Я закрыл глаза и вспомнил те дни…
— Сегодня мы обыщем восточное крыло, Кролик, — Куколка вытащила из переброшенной через плечо розовой сумочки нарисованную от руки карту и положила ее на пол. — Мы начнем отсюда и пройдём по всем комнатам, обыскивая каждый уголок, каждый закуток, каждую щель и каждую шатающую половицу.
Крайне взволнованная, она мне улыбнулась.
— Сегодня тот самый день, Кролик. Я это чувствую! — сказала она, как говорила всякий раз, когда мы обыскивали дом, а потом расстраивалась, так ничего и не обнаружив.
После безуспешных поисков она всегда обнимала меня за пояс, прижималась ко мне и говорила:
— Кролик, дорога в Страну Чудес точно здесь. Я это знаю… и однажды мы ее найдем. Найдём её и убежим. Ты и я, Кролик. И у нас начнётся самое увлекательное приключение. Я просто это знаю…

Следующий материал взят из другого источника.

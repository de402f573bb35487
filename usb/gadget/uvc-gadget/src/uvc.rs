//! Constants from the USB Video Class 1.1 specification, appendix A.

/// bInterfaceClass / bFunctionClass
pub const CC_VIDEO: u8 = 0x0E;

pub const SC_VIDEOCONTROL: u8 = 0x01;
pub const SC_VIDEOSTREAMING: u8 = 0x02;
pub const SC_VIDEO_INTERFACE_COLLECTION: u8 = 0x03;

pub const PC_PROTOCOL_UNDEFINED: u8 = 0x00;

// Class-specific descriptor types
pub const CS_INTERFACE: u8 = 0x24;
pub const CS_ENDPOINT: u8 = 0x25;

// Video control interface descriptor subtypes
pub const VC_HEADER: u8 = 0x01;
pub const VC_INPUT_TERMINAL: u8 = 0x02;
pub const VC_OUTPUT_TERMINAL: u8 = 0x03;
pub const VC_SELECTOR_UNIT: u8 = 0x04;
pub const VC_PROCESSING_UNIT: u8 = 0x05;
pub const VC_EXTENSION_UNIT: u8 = 0x06;

// Video streaming interface descriptor subtypes
pub const VS_INPUT_HEADER: u8 = 0x01;
pub const VS_OUTPUT_HEADER: u8 = 0x02;
pub const VS_STILL_IMAGE_FRAME: u8 = 0x03;
pub const VS_FORMAT_UNCOMPRESSED: u8 = 0x04;
pub const VS_FRAME_UNCOMPRESSED: u8 = 0x05;
pub const VS_FORMAT_MJPEG: u8 = 0x06;
pub const VS_FRAME_MJPEG: u8 = 0x07;
pub const VS_COLORFORMAT: u8 = 0x0D;

// Terminal types
pub const TT_VENDOR_SPECIFIC: u16 = 0x0100;
pub const TT_STREAMING: u16 = 0x0101;
pub const ITT_VENDOR_SPECIFIC: u16 = 0x0200;
pub const ITT_CAMERA: u16 = 0x0201;
pub const ITT_MEDIA_TRANSPORT_INPUT: u16 = 0x0202;

// Class-specific request codes
pub const SET_CUR: u8 = 0x01;
pub const GET_CUR: u8 = 0x81;
pub const GET_MIN: u8 = 0x82;
pub const GET_MAX: u8 = 0x83;
pub const GET_RES: u8 = 0x84;
pub const GET_LEN: u8 = 0x85;
pub const GET_INFO: u8 = 0x86;
pub const GET_DEF: u8 = 0x87;

/// YUY2 packed 4:2:2, the uncompressed format every UVC host understands.
pub const GUID_YUY2: [u8; 16] = [
    0x59, 0x55, 0x59, 0x32, 0x00, 0x00, 0x10, 0x00, 0x80, 0x00, 0x00, 0xAA, 0x00, 0x38, 0x9B,
    0x71,
];

/// 100 ns units per second, the unit of UVC frame intervals.
pub const INTERVAL_UNITS_PER_SECOND: u32 = 10_000_000;
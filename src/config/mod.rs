use anyhow::{bail, Context, Result};
use serde::{Deserialize, Serialize};
use std::path::{Path, PathBuf};

use crate::completion::http::{DEFAULT_ENDPOINT, DEFAULT_MODEL, DEFAULT_TIMEOUT_SECS};
use crate::pipeline::PipelineSettings;

/// Env var holding the completion API key.
pub const API_KEY_ENV: &str = "DEFAULT_API_KEY";

/// Env var overriding the completion endpoint.
pub const ENDPOINT_ENV: &str = "DEEPSEEK_ENDPOINT";

/// `[api]` block from config.toml.
#[derive(Debug, Deserialize, Serialize, Default, Clone)]
pub struct ApiConfig {
    pub api_key: Option<String>,
    pub api_key_command: Option<String>,
    pub endpoint: Option<String>,
    pub model: Option<String>,
    pub timeout_secs: Option<u64>,
}

/// `[pipeline]` block from config.toml.
#[derive(Debug, Deserialize, Serialize, Default, Clone)]
pub struct PipelineConfig {
    pub chunk_size: Option<usize>,
    pub summary_interval_minutes: Option<u32>,
    pub intro_interval_minutes: Option<u32>,
    pub prompt_dir: Option<PathBuf>,
}

/// Top-level tsd config file structure.
#[derive(Debug, Deserialize, Serialize, Default, Clone)]
pub struct TsdConfig {
    #[serde(default)]
    pub api: ApiConfig,
    #[serde(default)]
    pub pipeline: PipelineConfig,
}

impl TsdConfig {
    /// Load config from an explicit path. Returns default if file doesn't exist.
    pub fn load_from(path: &Path) -> Result<Self> {
        if !path.exists() {
            return Ok(TsdConfig::default());
        }
        let content = std::fs::read_to_string(path)
            .with_context(|| format!("Failed to read config: {}", path.display()))?;
        let config: TsdConfig =
            toml::from_str(&content).with_context(|| "Failed to parse config.toml")?;
        Ok(config)
    }

    /// Pipeline settings with defaults filled in.
    pub fn settings(&self) -> PipelineSettings {
        let defaults = PipelineSettings::default();
        PipelineSettings {
            chunk_size: self.pipeline.chunk_size.unwrap_or(defaults.chunk_size),
            summary_interval_minutes: self
                .pipeline
                .summary_interval_minutes
                .unwrap_or(defaults.summary_interval_minutes),
            intro_interval_minutes: self
                .pipeline
                .intro_interval_minutes
                .unwrap_or(defaults.intro_interval_minutes),
        }
    }

    /// Endpoint: env var > config > built-in default.
    pub fn endpoint(&self) -> String {
        match std::env::var(ENDPOINT_ENV) {
            Ok(val) if !val.is_empty() => val,
            _ => self
                .api
                .endpoint
                .clone()
                .unwrap_or_else(|| DEFAULT_ENDPOINT.to_string()),
        }
    }

    pub fn model(&self) -> String {
        self.api
            .model
            .clone()
            .unwrap_or_else(|| DEFAULT_MODEL.to_string())
    }

    pub fn timeout_secs(&self) -> u64 {
        self.api.timeout_secs.unwrap_or(DEFAULT_TIMEOUT_SECS)
    }

    /// Prompt directory: config value or `./prompt`.
    pub fn prompt_dir(&self) -> PathBuf {
        self.pipeline
            .prompt_dir
            .clone()
            .unwrap_or_else(|| PathBuf::from("prompt"))
    }

    /// Display config with secrets redacted.
    pub fn display_redacted(&self) -> String {
        let mut lines = vec!["[api]".to_string()];
        let api = &self.api;
        if let Some(ref key) = api.api_key {
            lines.push(format!("  api_key = \"{}\"", redact(key)));
        }
        if let Some(ref cmd) = api.api_key_command {
            lines.push(format!("  api_key_command = \"{}\"", cmd));
        }
        lines.push(format!("  endpoint = \"{}\"", self.endpoint()));
        lines.push(format!("  model = \"{}\"", self.model()));
        lines.push(format!("  timeout_secs = {}", self.timeout_secs()));

        let settings = self.settings();
        lines.push("[pipeline]".to_string());
        lines.push(format!("  chunk_size = {}", settings.chunk_size));
        lines.push(format!(
            "  summary_interval_minutes = {}",
            settings.summary_interval_minutes
        ));
        lines.push(format!(
            "  intro_interval_minutes = {}",
            settings.intro_interval_minutes
        ));
        lines.push(format!("  prompt_dir = \"{}\"", self.prompt_dir().display()));
        lines.join("\n")
    }
}

fn redact(key: &str) -> String {
    let chars: Vec<char> = key.chars().collect();
    if chars.len() > 8 {
        let head: String = chars[..4].iter().collect();
        let tail: String = chars[chars.len() - 4..].iter().collect();
        format!("{head}...{tail}")
    } else {
        "****".to_string()
    }
}

/// Resolve the API key through the chain: CLI flag > env var > config key > config command.
pub fn resolve_credential(
    cli_flag: Option<&str>,
    env_var_name: &str,
    config: &ApiConfig,
) -> Result<String> {
    // 1. CLI flag
    if let Some(key) = cli_flag {
        if !key.is_empty() {
            return Ok(key.to_string());
        }
    }

    // 2. Environment variable
    if let Ok(val) = std::env::var(env_var_name) {
        if !val.is_empty() {
            return Ok(val);
        }
    }

    // 3. Config file api_key
    if let Some(ref key) = config.api_key {
        if !key.is_empty() {
            return Ok(key.clone());
        }
    }

    // 4. External command
    if let Some(ref cmd) = config.api_key_command {
        if !cmd.is_empty() {
            let output = std::process::Command::new("sh")
                .arg("-c")
                .arg(cmd)
                .output()
                .with_context(|| format!("Failed to run api_key_command: {cmd}"))?;

            if !output.status.success() {
                let stderr = String::from_utf8_lossy(&output.stderr);
                bail!(
                    "api_key_command failed (exit {}): {}",
                    output.status.code().unwrap_or(-1),
                    stderr.trim()
                );
            }

            let secret = String::from_utf8(output.stdout)
                .context("api_key_command output is not valid UTF-8")?
                .trim()
                .to_string();

            if !secret.is_empty() {
                return Ok(secret);
            }
        }
    }

    bail!(
        "No API key found. Provide via --api-key, {} env var, or ~/.tsd/config.toml",
        env_var_name
    );
}

/// Path to the config file: ~/.tsd/config.toml
pub fn config_path() -> Result<PathBuf> {
    let home = dirs::home_dir().context("Could not determine home directory")?;
    Ok(home.join(".tsd").join("config.toml"))
}

/// Default config template content.
pub fn default_config_template() -> &'static str {
    r#"# ~/.tsd/config.toml
# Credential resolution order: CLI flag > DEFAULT_API_KEY env var > api_key > api_key_command

[api]
# api_key = "your-api-key"
# api_key_command = "your-secrets-manager-command-here"
# endpoint = "https://api.deepseek.com/chat/completions"
# model = "deepseek-reasoner"
# timeout_secs = 600

[pipeline]
# chunk_size = 100
# summary_interval_minutes = 30
# intro_interval_minutes = 25
# prompt_dir = "prompt"
"#
}

/// Create the default config file if it doesn't already exist.
pub fn init_config(path: &Path) -> Result<bool> {
    if path.exists() {
        return Ok(false);
    }
    if let Some(parent) = path.parent() {
        std::fs::create_dir_all(parent)?;
    }
    std::fs::write(path, default_config_template())?;
    Ok(true)
}
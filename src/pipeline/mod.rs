//! Stage orchestration: parse, segment or chunk, call the completion
//! service once per unit, merge.
//!
//! Each stage is independent; an error aborts only that stage.

use serde_json::Value;
use tracing::info;

use crate::chunk::{split_into_chunks, DEFAULT_CHUNK_SIZE};
use crate::completion::CompletionClient;
use crate::error::{DigestError, Result, Stage};
use crate::merge;
use crate::prompt::Prompts;
use crate::segment::{render_intervals, split_elapsed_gap, split_fixed_origin};
use crate::transcript::parse_transcript;

pub const DEFAULT_SUMMARY_INTERVAL: u32 = 30;
pub const DEFAULT_INTRO_INTERVAL: u32 = 25;

/// Tunables for one pipeline.
#[derive(Debug, Clone, Copy, PartialEq, Eq)]
pub struct PipelineSettings {
    /// Lines per chunk in the preprocessing stage.
    pub chunk_size: usize,
    /// Interval for the fixed-origin policy (summary stage).
    pub summary_interval_minutes: u32,
    /// Interval for the elapsed-gap policy (introduction stage).
    pub intro_interval_minutes: u32,
}

impl Default for PipelineSettings {
    fn default() -> Self {
        Self {
            chunk_size: DEFAULT_CHUNK_SIZE,
            summary_interval_minutes: DEFAULT_SUMMARY_INTERVAL,
            intro_interval_minutes: DEFAULT_INTRO_INTERVAL,
        }
    }
}

pub struct Pipeline<C: CompletionClient> {
    client: C,
    prompts: Prompts,
    settings: PipelineSettings,
}

impl<C: CompletionClient> Pipeline<C> {
    pub fn new(client: C, prompts: Prompts, settings: PipelineSettings) -> Self {
        Self {
            client,
            prompts,
            settings,
        }
    }

    /// Clean raw text chunk by chunk and stitch the results.
    pub fn preprocess(&self, text: &str) -> Result<String> {
        if text.is_empty() {
            return Err(DigestError::EmptyInput);
        }

        let chunks = split_into_chunks(text, self.settings.chunk_size)?;
        let total = chunks.len();
        let mut outputs = Vec::with_capacity(total);

        for chunk in &chunks {
            info!("Processing chunk {}/{}", chunk.index + 1, total);
            let response = self
                .client
                .complete(&self.prompts.preprocess, &chunk.text())?;
            outputs.push((
                chunk.index,
                response.first_nonempty_content().map(str::to_string),
            ));
        }

        Ok(merge::merge_chunk_outputs(outputs))
    }

    /// Summarize a dated transcript using fixed-origin intervals.
    pub fn summarize(&self, text: &str) -> Result<Value> {
        let interval = self.settings.summary_interval_minutes;
        let transcript = parse_transcript(text)?;
        let segments = split_fixed_origin(&transcript, interval)?;
        if segments.is_empty() {
            return Err(DigestError::Segmentation);
        }
        info!("Summary: {} intervals of {} minutes", segments.len(), interval);

        let intervals = serde_json::to_string_pretty(&render_intervals(&segments))?;
        let user_content = format!(
            "以下是按{interval}分钟区间划分的会议内容，请据此生成议题：\n{intervals}\n\n原始完整记录：\n{text}"
        );

        let response = self.client.complete(&self.prompts.summary, &user_content)?;
        let content = response
            .first_nonempty_content()
            .ok_or(DigestError::ContentMissing {
                stage: Stage::Summary,
            })?;

        Ok(merge::parse_structured(content))
    }

    /// Produce the meeting introduction with a time-stamped chapter overview.
    pub fn introduce(&self, text: &str) -> Result<Value> {
        let interval = self.settings.intro_interval_minutes;
        let transcript = parse_transcript(text)?;
        let segments = split_elapsed_gap(&transcript, interval)?;
        if segments.is_empty() {
            return Err(DigestError::Segmentation);
        }
        info!("Introduction: {} chapters of up to {} minutes", segments.len(), interval);

        let response = self.client.complete(&self.prompts.introduction, text)?;
        let content = response
            .first_choice_content()
            .ok_or(DigestError::ContentMissing {
                stage: Stage::Introduction,
            })?;

        let spliced = merge::splice_chapter_overview(content, &segments);
        merge::parse_structured_strict(&spliced)
    }
}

Куколка чуть дёрнула головой, пробудив меня от воспоминаний. И я улыбнулся, когда отошел назад, и увидел, что голубые глаза оторвались от окна и встретились с моим взглядом. В них ещё не было никаких признаков жизни. Ни малейших реальных проявлений того, что моя любимая со мной, но, тем не менее, она пошевелилась.
Она меня слышала.
Появилась хоть какая-то надежда.
— Я скоро вернусь, милая.
Я побежал к своей машине, вынул из багажника всё необходимое и помчался обратно по лестнице. Откинув ковер в конце коридора, я начал выпиливать пилой дыру в половицах. На это у меня ушел час. Затем я зашел в комнату миссис Дженкинс. Как и следовало ожидать, под матрасом у нее оказался тайник с деньгами: сотни и сотни тысяч долларов. И всё за обслуживание этих хищников. Деньги, которые она не могла положить в банк из боязни, что ей придется давать объяснения относительно источника полученных средств. Зло невидимкой таится в темноте.
Оставив у выпиленного отверстия принесенный из машины трос, я вернулся к Куколке. Я сложил в сумку ее помаду и духи. Положил к ним ее любимую книгу, проигрыватель и то, что осталось от старой куклы, которую она так обожала, и отнёс всё это к себе в машину. Через несколько минут я снова стоял перед ней. Я поднял ее вместе со стулом и, переступив через ещё не остывший труп миссис Дженкинс, вышел из комнаты. Я поставил рядом с дырой стул с сидящей в нем Куколкой и обвязал ее тросом вокруг пояса. Другой конец веревки я бросил через проделанное в полу отверстие на нижний этаж, именно туда, куда мне было нужно. Повернувшись к Куколке, я заметил, что ее рука сжата в кулак. Все это время она ее не разжимала. Заглянув в опущенные глаза Куколки, я наклонился и осторожно разжал ее пальцы.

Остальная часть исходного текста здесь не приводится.